[[ Available data open ]]

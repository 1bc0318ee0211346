//! Lexical scope lookup for identifier completion
//!
//! Each scope kind names the node that encloses it and a query listing the
//! names it declares. Kinds are consulted in a fixed priority order and the
//! first kind to offer a name keeps it.

use crate::error::Result;
use crate::structural::{enclosing, run_query, StructuralIndex};
use crate::text_mirror::TextMirror;
use indexmap::IndexMap;
use std::ops::ControlFlow;
use std::sync::Arc;
use tree_sitter::{Node, Query};

const LOCALS_QUERY: &str = r#"
(parameter_declaration declarator: (identifier) @local)
(parameter_declaration declarator: (pointer_declarator declarator: (identifier) @local))
(declaration declarator: (identifier) @local)
(declaration declarator: (init_declarator declarator: (identifier) @local))
(declaration declarator: (pointer_declarator declarator: (identifier) @local))
(declaration declarator: (init_declarator declarator: (pointer_declarator declarator: (identifier) @local)))
"#;

const FIELDS_QUERY: &str = "(field_identifier) @field";

const GLOBALS_QUERY: &str = r#"
(translation_unit (declaration declarator: (identifier) @global))
(translation_unit (declaration declarator: (init_declarator declarator: (identifier) @global)))
(translation_unit (declaration declarator: (pointer_declarator declarator: (identifier) @global)))
(translation_unit (declaration declarator: (function_declarator declarator: (identifier) @global)))
(translation_unit (function_definition declarator: (function_declarator declarator: (identifier) @global)))
(translation_unit (type_definition declarator: (type_identifier) @global))
(struct_specifier name: (type_identifier) @global)
(union_specifier name: (type_identifier) @global)
(enum_specifier name: (type_identifier) @global)
(enumerator name: (identifier) @global)
(preproc_def name: (identifier) @global)
(preproc_function_def name: (identifier) @global)
"#;

/// Where a suggested identifier was declared, in priority order
#[derive(Clone, Copy, Debug, PartialEq, Eq, Hash)]
pub enum ScopeKind {
    Local,
    StructField,
    UnionField,
    Global,
}

impl ScopeKind {
    pub const PRIORITY: [ScopeKind; 4] = [
        ScopeKind::Local,
        ScopeKind::StructField,
        ScopeKind::UnionField,
        ScopeKind::Global,
    ];

    /// Node kind bounding the scope; `None` means the whole document
    pub fn enclosing_kind(self) -> Option<&'static str> {
        match self {
            ScopeKind::Local => Some("function_definition"),
            ScopeKind::StructField => Some("struct_specifier"),
            ScopeKind::UnionField => Some("union_specifier"),
            ScopeKind::Global => None,
        }
    }

    fn query_source(self) -> &'static str {
        match self {
            ScopeKind::Local => LOCALS_QUERY,
            ScopeKind::StructField | ScopeKind::UnionField => FIELDS_QUERY,
            ScopeKind::Global => GLOBALS_QUERY,
        }
    }
}

#[derive(Clone, Debug, PartialEq, Eq)]
pub struct ScopedIdentifier {
    pub name: String,
    pub kind: ScopeKind,
}

pub struct ScopeResolver {
    queries: Vec<(ScopeKind, Arc<Query>)>,
    /// Longest identifier worth suggesting, in bytes
    max_word_len: usize,
}

impl ScopeResolver {
    pub fn new(index: &mut StructuralIndex, max_word_len: usize) -> Result<Self> {
        let queries = ScopeKind::PRIORITY
            .iter()
            .map(|&kind| {
                let query = index.compile(&format!("{kind:?} scope"), kind.query_source())?;
                Ok((kind, query))
            })
            .collect::<Result<Vec<_>>>()?;

        Ok(Self {
            queries,
            max_word_len,
        })
    }

    /// Identifiers starting with `prefix` visible from the cursor at `(row, col)`
    ///
    /// The column left of the cursor decides the context. Any identifier
    /// occurrence covering that byte is skipped so the word being typed never
    /// suggests itself.
    pub fn identifiers_in_scope(
        &self,
        mirror: &TextMirror,
        index: &StructuralIndex,
        prefix: &str,
        row: usize,
        col: usize,
        limit: usize,
    ) -> Vec<ScopedIdentifier> {
        let Some(root) = index.root() else {
            return Vec::new();
        };
        if limit == 0 {
            return Vec::new();
        }

        let cursor_byte = mirror.byte_offset(row, col.saturating_sub(1));
        let Some(at_cursor) = index.node_at(cursor_byte) else {
            return Vec::new();
        };

        let text = mirror.text();
        let mut found: IndexMap<String, ScopeKind> = IndexMap::new();

        for (kind, query) in &self.queries {
            let scope: Node = match kind.enclosing_kind() {
                Some(node_kind) => match enclosing(at_cursor, node_kind) {
                    Some(node) => node,
                    None => continue,
                },
                None => root,
            };

            run_query(query, scope, mirror.as_bytes(), None, |_, node| {
                let range = node.byte_range();
                if range.contains(&cursor_byte) {
                    return ControlFlow::Continue(());
                }
                let Some(name) = text.get(range) else {
                    return ControlFlow::Continue(());
                };
                if name.is_empty() || name.len() >= self.max_word_len || !name.starts_with(prefix) {
                    return ControlFlow::Continue(());
                }

                found.entry(name.to_string()).or_insert(*kind);
                if found.len() >= limit {
                    ControlFlow::Break(())
                } else {
                    ControlFlow::Continue(())
                }
            });

            if found.len() >= limit {
                break;
            }
        }

        found
            .into_iter()
            .map(|(name, kind)| ScopedIdentifier { name, kind })
            .collect()
    }
}

/// Is the cursor on the name being declared by an `init_declarator`?
///
/// Suggestions are suppressed there: `int cou|nt = 0;` shouldn't offer
/// `counter` while the new name is still being written.
pub fn cursor_on_declarator_name(
    mirror: &TextMirror,
    index: &StructuralIndex,
    row: usize,
    col: usize,
) -> bool {
    let cursor_byte = mirror.byte_offset(row, col.saturating_sub(1));
    let Some(node) = index.node_at(cursor_byte) else {
        return false;
    };
    let Some(declarator) = enclosing(node, "init_declarator") else {
        return false;
    };
    declarator
        .child_by_field_name("declarator")
        .is_some_and(|name| name.byte_range().contains(&cursor_byte))
}

#[cfg(test)]
mod tests {
    use super::*;
    use crate::structural::LanguageConfig;

    fn setup(rows: &[&str]) -> (TextMirror, StructuralIndex, ScopeResolver) {
        let mirror = TextMirror::from_rows(rows);
        let mut index = StructuralIndex::new(&LanguageConfig::c()).unwrap();
        index.reparse(mirror.text(), mirror.revision()).unwrap();
        let resolver = ScopeResolver::new(&mut index, 256).unwrap();
        (mirror, index, resolver)
    }

    fn names(ids: &[ScopedIdentifier]) -> Vec<&str> {
        ids.iter().map(|id| id.name.as_str()).collect()
    }

    #[test]
    fn test_parameters_are_locals() {
        let (mirror, index, resolver) = setup(&[
            "int add(int alpha, int beta) {",
            "    return alpha + beta;",
            "}",
        ]);
        // cursor after "al" in "return alpha"
        let ids = resolver.identifiers_in_scope(&mirror, &index, "al", 1, 13, 10);
        assert_eq!(
            ids,
            vec![ScopedIdentifier {
                name: "alpha".into(),
                kind: ScopeKind::Local
            }]
        );
    }

    #[test]
    fn test_limit_caps_results() {
        let (mirror, index, resolver) = setup(&[
            "int va1;",
            "int va2;",
            "int va3;",
            "int main(void) {",
            "    return 0;",
            "}",
        ]);
        let ids = resolver.identifiers_in_scope(&mirror, &index, "va", 4, 4, 2);
        assert_eq!(names(&ids), vec!["va1", "va2"]);
    }

    #[test]
    fn test_no_tree_means_no_identifiers() {
        let mirror = TextMirror::from_rows(["int x;"]);
        let mut index = StructuralIndex::new(&LanguageConfig::c()).unwrap();
        let resolver = ScopeResolver::new(&mut index, 256).unwrap();
        assert!(resolver
            .identifiers_in_scope(&mirror, &index, "x", 0, 5, 10)
            .is_empty());
        assert!(!cursor_on_declarator_name(&mirror, &index, 0, 5));
    }
}
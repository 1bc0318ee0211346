//! Raw-mode terminal session

use crossterm::{
    cursor,
    event::{self, Event, KeyEvent, KeyEventKind},
    execute,
    terminal::{self, EnterAlternateScreen, LeaveAlternateScreen},
};
use std::io::{self, Write};

/// Puts the terminal in raw mode on the alternate screen until dropped
pub struct TerminalGuard {
    _private: (),
}

impl TerminalGuard {
    pub fn enter() -> io::Result<Self> {
        terminal::enable_raw_mode()?;
        if let Err(err) = execute!(io::stdout(), EnterAlternateScreen) {
            let _ = terminal::disable_raw_mode();
            return Err(err);
        }
        Ok(Self { _private: () })
    }

    /// Columns and rows
    pub fn size(&self) -> io::Result<(u16, u16)> {
        terminal::size()
    }
}

impl Drop for TerminalGuard {
    fn drop(&mut self) {
        let mut stdout = io::stdout();
        let _ = execute!(stdout, cursor::Show, LeaveAlternateScreen);
        let _ = stdout.flush();
        let _ = terminal::disable_raw_mode();
    }
}

/// What the main loop reacts to
#[derive(Debug)]
pub enum Input {
    Key(KeyEvent),
    Resize(u16, u16),
}

/// Block until a key press or resize arrives
pub fn read_input() -> io::Result<Input> {
    loop {
        match event::read()? {
            Event::Key(key) if key.kind != KeyEventKind::Release => return Ok(Input::Key(key)),
            Event::Resize(cols, rows) => return Ok(Input::Resize(cols, rows)),
            _ => {}
        }
    }
}
#![allow(dead_code)]

use tiny_kilo::{AssistEngine, Buffer, EngineConfig, Theme, Trie};

pub fn engine_with(config: &EngineConfig, words: &[&str]) -> AssistEngine {
    AssistEngine::with_parts(
        config,
        Some(Trie::from_words(words)),
        Some(tree_sitter_c::HIGHLIGHT_QUERY),
        Theme::c(),
    )
}

/// Engine synced to `text`, with the buffer it was synced from
pub fn synced(text: &str, words: &[&str]) -> (Buffer, AssistEngine) {
    let buffer = Buffer::from_str(text);
    let mut engine = engine_with(&EngineConfig::default(), words);
    engine.sync(&buffer).unwrap();
    (buffer, engine)
}
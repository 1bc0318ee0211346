//! Tracing setup
//!
//! The terminal belongs to the editor, so logs only ever go to a file.
//! Without `--log-file` every event is dropped.

use std::fs;
use std::io;
use std::path::Path;

use tracing_appender::non_blocking::WorkerGuard;
use tracing_subscriber::{fmt, prelude::*, EnvFilter};

/// Install the global subscriber
///
/// `level` overrides `RUST_LOG`, which in turn defaults to `info`. The returned
/// guard flushes the writer on drop and must outlive the editor.
pub fn init(log_file: Option<&Path>, level: Option<&str>) -> io::Result<WorkerGuard> {
    let Some(path) = log_file else {
        let (_, guard) = tracing_appender::non_blocking(io::sink());
        return Ok(guard);
    };

    let filter = match level {
        Some(level) => EnvFilter::new(level),
        None => EnvFilter::try_from_default_env().unwrap_or_else(|_| EnvFilter::new("info")),
    };

    let file = fs::OpenOptions::new().create(true).append(true).open(path)?;
    let (writer, guard) = tracing_appender::non_blocking(file);
    let layer = fmt::layer()
        .with_writer(writer)
        .with_ansi(false)
        .with_target(true)
        .with_filter(filter);

    // A subscriber installed earlier (tests) keeps receiving events
    if tracing::dispatcher::has_been_set() {
        return Ok(guard);
    }
    match tracing_subscriber::registry().with(layer).try_init() {
        Ok(()) => Ok(guard),
        // lost a race with another installer
        Err(_) if tracing::dispatcher::has_been_set() => Ok(guard),
        Err(e) => Err(io::Error::other(e)),
    }
}
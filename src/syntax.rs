//! Query-driven syntax highlighting for the visible rows
//!
//! Runs the highlight query over the byte range of the visible rows and cuts
//! every capture into per-row column spans. Nothing is cached between draws.

use crate::error::Result;
use crate::structural::{run_query, StructuralIndex};
use crate::text_mirror::TextMirror;
use crate::theme::{ColorId, Theme};
use std::collections::{BTreeMap, HashMap};
use std::ops::ControlFlow;
use std::sync::Arc;
use tree_sitter::Query;

/// Half-open column range on one row
#[derive(Clone, Copy, Debug, PartialEq, Eq)]
pub struct HighlightSpan {
    pub row: usize,
    pub start_col: usize,
    pub end_col: usize,
    pub color: ColorId,
}

impl HighlightSpan {
    pub fn contains(&self, row: usize, col: usize) -> bool {
        self.row == row && (self.start_col..self.end_col).contains(&col)
    }
}

pub struct Highlighter {
    query: Arc<Query>,
    theme: Theme,
    /// Colors pre-resolved for every capture the query declares
    colors: HashMap<String, ColorId>,
}

impl Highlighter {
    /// Compile `query_source` through the index and resolve its captures against `theme`
    pub fn new(index: &mut StructuralIndex, query_source: &str, theme: Theme) -> Result<Self> {
        let query = index.compile("highlights", query_source)?;
        let colors = query
            .capture_names()
            .iter()
            .map(|name| (name.to_string(), theme.resolve(name)))
            .collect();

        Ok(Self {
            query,
            theme,
            colors,
        })
    }

    pub fn theme(&self) -> &Theme {
        &self.theme
    }

    /// Color for a capture name; unknown names are unstyled
    pub fn color_for_capture(&self, name: &str) -> ColorId {
        self.colors
            .get(name)
            .copied()
            .unwrap_or_else(|| self.theme.resolve(name))
    }

    /// Spans for rows `first_row..=last_row`, at most `limit` of them
    ///
    /// Rows clamp to the document. When two captures overlap on a row the one
    /// produced first by the query keeps the cells. Output is sorted by row and
    /// column, with touching spans of the same color merged.
    pub fn visible_spans(
        &self,
        mirror: &TextMirror,
        index: &StructuralIndex,
        first_row: usize,
        last_row: usize,
        limit: usize,
    ) -> Vec<HighlightSpan> {
        let Some(root) = index.root() else {
            return Vec::new();
        };
        if mirror.row_count() == 0 || limit == 0 {
            return Vec::new();
        }
        let last_row = last_row.min(mirror.row_count() - 1);
        if last_row < first_row {
            return Vec::new();
        }

        let start_byte = mirror.byte_offset(first_row, 0);
        let end_byte = mirror.byte_offset(last_row, usize::MAX);

        // (row, start_col) -> (end_col, color)
        let mut accepted: BTreeMap<(usize, usize), (usize, ColorId)> = BTreeMap::new();
        let mut captures = 0usize;

        run_query(
            &self.query,
            root,
            mirror.as_bytes(),
            Some(start_byte..end_byte),
            |name, node| {
                captures += 1;
                let color = self.color_for_capture(name);
                let (node_start, node_end) = (node.start_byte(), node.end_byte());

                let first = mirror.row_of(node_start).max(first_row);
                let last = mirror.row_of(node_end).min(last_row);
                for row in first..=last {
                    let bounds = mirror.row_range(row);
                    let seg_start = node_start.max(bounds.start);
                    let seg_end = node_end.min(bounds.end);
                    if seg_end <= seg_start {
                        continue;
                    }

                    let start_col = seg_start - bounds.start;
                    let end_col = seg_end - bounds.start;
                    if !overlaps(&accepted, row, start_col, end_col) {
                        accepted.insert((row, start_col), (end_col, color));
                        if accepted.len() >= limit {
                            return ControlFlow::Break(());
                        }
                    }
                }
                ControlFlow::Continue(())
            },
        );

        let spans = coalesce(accepted.into_iter().map(|((row, start_col), (end_col, color))| {
            HighlightSpan {
                row,
                start_col,
                end_col,
                color,
            }
        }));
        tracing::debug!(first_row, last_row, captures, spans = spans.len(), "highlighted");
        spans
    }
}

/// Does `start_col..end_col` on `row` intersect an accepted span?
fn overlaps(
    accepted: &BTreeMap<(usize, usize), (usize, ColorId)>,
    row: usize,
    start_col: usize,
    end_col: usize,
) -> bool {
    let before = accepted
        .range((row, 0)..=(row, start_col))
        .next_back()
        .is_some_and(|(_, &(end, _))| end > start_col);
    let after = accepted
        .range((row, start_col)..(row, end_col))
        .next()
        .is_some();
    before || after
}

/// Merge touching spans that share a row and color
pub fn coalesce(spans: impl IntoIterator<Item = HighlightSpan>) -> Vec<HighlightSpan> {
    let mut coalesced: Vec<HighlightSpan> = Vec::new();
    for span in spans {
        match coalesced.last_mut() {
            Some(curr)
                if curr.row == span.row
                    && curr.end_col == span.start_col
                    && curr.color == span.color =>
            {
                curr.end_col = span.end_col;
            }
            _ => coalesced.push(span),
        }
    }
    coalesced
}
extern crate lazy_static;

#[global_allocator]
static GLOBAL: mimalloc::MiMalloc = mimalloc::MiMalloc;

pub mod autocomplete;
pub mod buffer;
pub mod config;
pub mod editor;
pub mod engine;
pub mod error;
pub mod logging;
pub mod render;
pub mod scope;
pub mod structural;
pub mod syntax;
pub mod terminal;
pub mod text_mirror;
pub mod theme;
pub mod trie;

// Re-export core types
pub use autocomplete::{Anchor, AutocompleteState, SuggestionEngine, SuggestionLimits};
pub use buffer::{Buffer, LineBuffer, Motion, Position};
pub use config::{Args, EngineConfig};
pub use editor::Editor;
pub use engine::AssistEngine;
pub use error::{AssistError, Result};
pub use scope::{ScopeKind, ScopeResolver, ScopedIdentifier};
pub use structural::{LanguageConfig, StructuralIndex};
pub use syntax::{HighlightSpan, Highlighter};
pub use text_mirror::TextMirror;
pub use theme::{ColorId, Theme};
pub use trie::Trie;
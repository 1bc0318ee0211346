//! Flattened copy of the line buffer for the parser
//!
//! Rows joined by `\n` (no trailing newline) plus the starting byte of every
//! row. Rebuilt wholesale from the buffer; consistent with the last rebuild,
//! not necessarily with the buffer right now.

use crate::buffer::LineBuffer;

#[derive(Clone, Debug, Default, PartialEq, Eq)]
pub struct TextMirror {
    text: String,
    /// Starting byte of each row, strictly increasing
    row_offsets: Vec<usize>,
    /// Bumped on every rebuild
    revision: u64,
}

impl TextMirror {
    pub fn new() -> Self {
        Self::default()
    }

    /// Build a mirror straight from rows
    pub fn from_rows<I, S>(rows: I) -> Self
    where
        I: IntoIterator<Item = S>,
        S: AsRef<str>,
    {
        let mut mirror = Self::new();
        mirror.rebuild_from_rows(rows);
        mirror
    }

    /// Re-flatten the whole buffer. O(total size)
    pub fn rebuild(&mut self, buffer: &impl LineBuffer) {
        self.rebuild_from_rows((0..buffer.row_count()).map(|row| buffer.row_text(row)));
    }

    pub fn rebuild_from_rows<I, S>(&mut self, rows: I)
    where
        I: IntoIterator<Item = S>,
        S: AsRef<str>,
    {
        self.text.clear();
        self.row_offsets.clear();

        for (i, row) in rows.into_iter().enumerate() {
            if i > 0 {
                self.text.push('\n');
            }
            self.row_offsets.push(self.text.len());
            self.text.push_str(row.as_ref());
        }
        self.revision += 1;
    }

    /// The flattened document
    pub fn text(&self) -> &str {
        &self.text
    }

    pub fn as_bytes(&self) -> &[u8] {
        self.text.as_bytes()
    }

    pub fn len(&self) -> usize {
        self.text.len()
    }

    pub fn is_empty(&self) -> bool {
        self.text.is_empty()
    }

    pub fn row_offsets(&self) -> &[usize] {
        &self.row_offsets
    }

    pub fn row_count(&self) -> usize {
        self.row_offsets.len()
    }

    pub fn revision(&self) -> u64 {
        self.revision
    }

    /// Length in bytes of `row` as of the last rebuild, 0 past the end
    pub fn row_len(&self, row: usize) -> usize {
        let Some(&start) = self.row_offsets.get(row) else {
            return 0;
        };
        match self.row_offsets.get(row + 1) {
            Some(&next) => next - start - 1,
            None => self.text.len() - start,
        }
    }

    /// Byte range of `row` without its newline
    pub fn row_range(&self, row: usize) -> std::ops::Range<usize> {
        let start = self.row_offsets.get(row).copied().unwrap_or(self.text.len());
        start..start + self.row_len(row)
    }

    /// Row text as of the last rebuild
    pub fn row_text(&self, row: usize) -> &str {
        &self.text[self.row_range(row)]
    }

    /// (row, col) to byte offset. Row clamps to the last row, col to the row length
    pub fn byte_offset(&self, row: usize, col: usize) -> usize {
        if self.row_offsets.is_empty() {
            return 0;
        }
        let row = row.min(self.row_offsets.len() - 1);
        self.row_offsets[row] + col.min(self.row_len(row))
    }

    /// Row containing `byte`, by binary search over the row offsets
    pub fn row_of(&self, byte: usize) -> usize {
        // Index of the last offset <= byte
        self.row_offsets
            .partition_point(|&offset| offset <= byte)
            .saturating_sub(1)
    }

    /// Byte offset to (row, col). Offsets past the end clamp to the end
    pub fn row_col_of(&self, byte: usize) -> (usize, usize) {
        if self.row_offsets.is_empty() {
            return (0, 0);
        }
        let byte = byte.min(self.text.len());
        let row = self.row_of(byte);
        let col = (byte - self.row_offsets[row]).min(self.row_len(row));
        (row, col)
    }
}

[[ Available data closed ]]

Required action - From the entries above, extract every line where the word "words" appears.

Solved problem -
pub fn engine_with(config: &EngineConfig, words: &[&str]) -> AssistEngine {
        Some(Trie::from_words(words)),
pub fn synced(text: &str, words: &[&str]) -> (Buffer, AssistEngine) {
    let mut engine = engine_with(&EngineConfig::default(), words);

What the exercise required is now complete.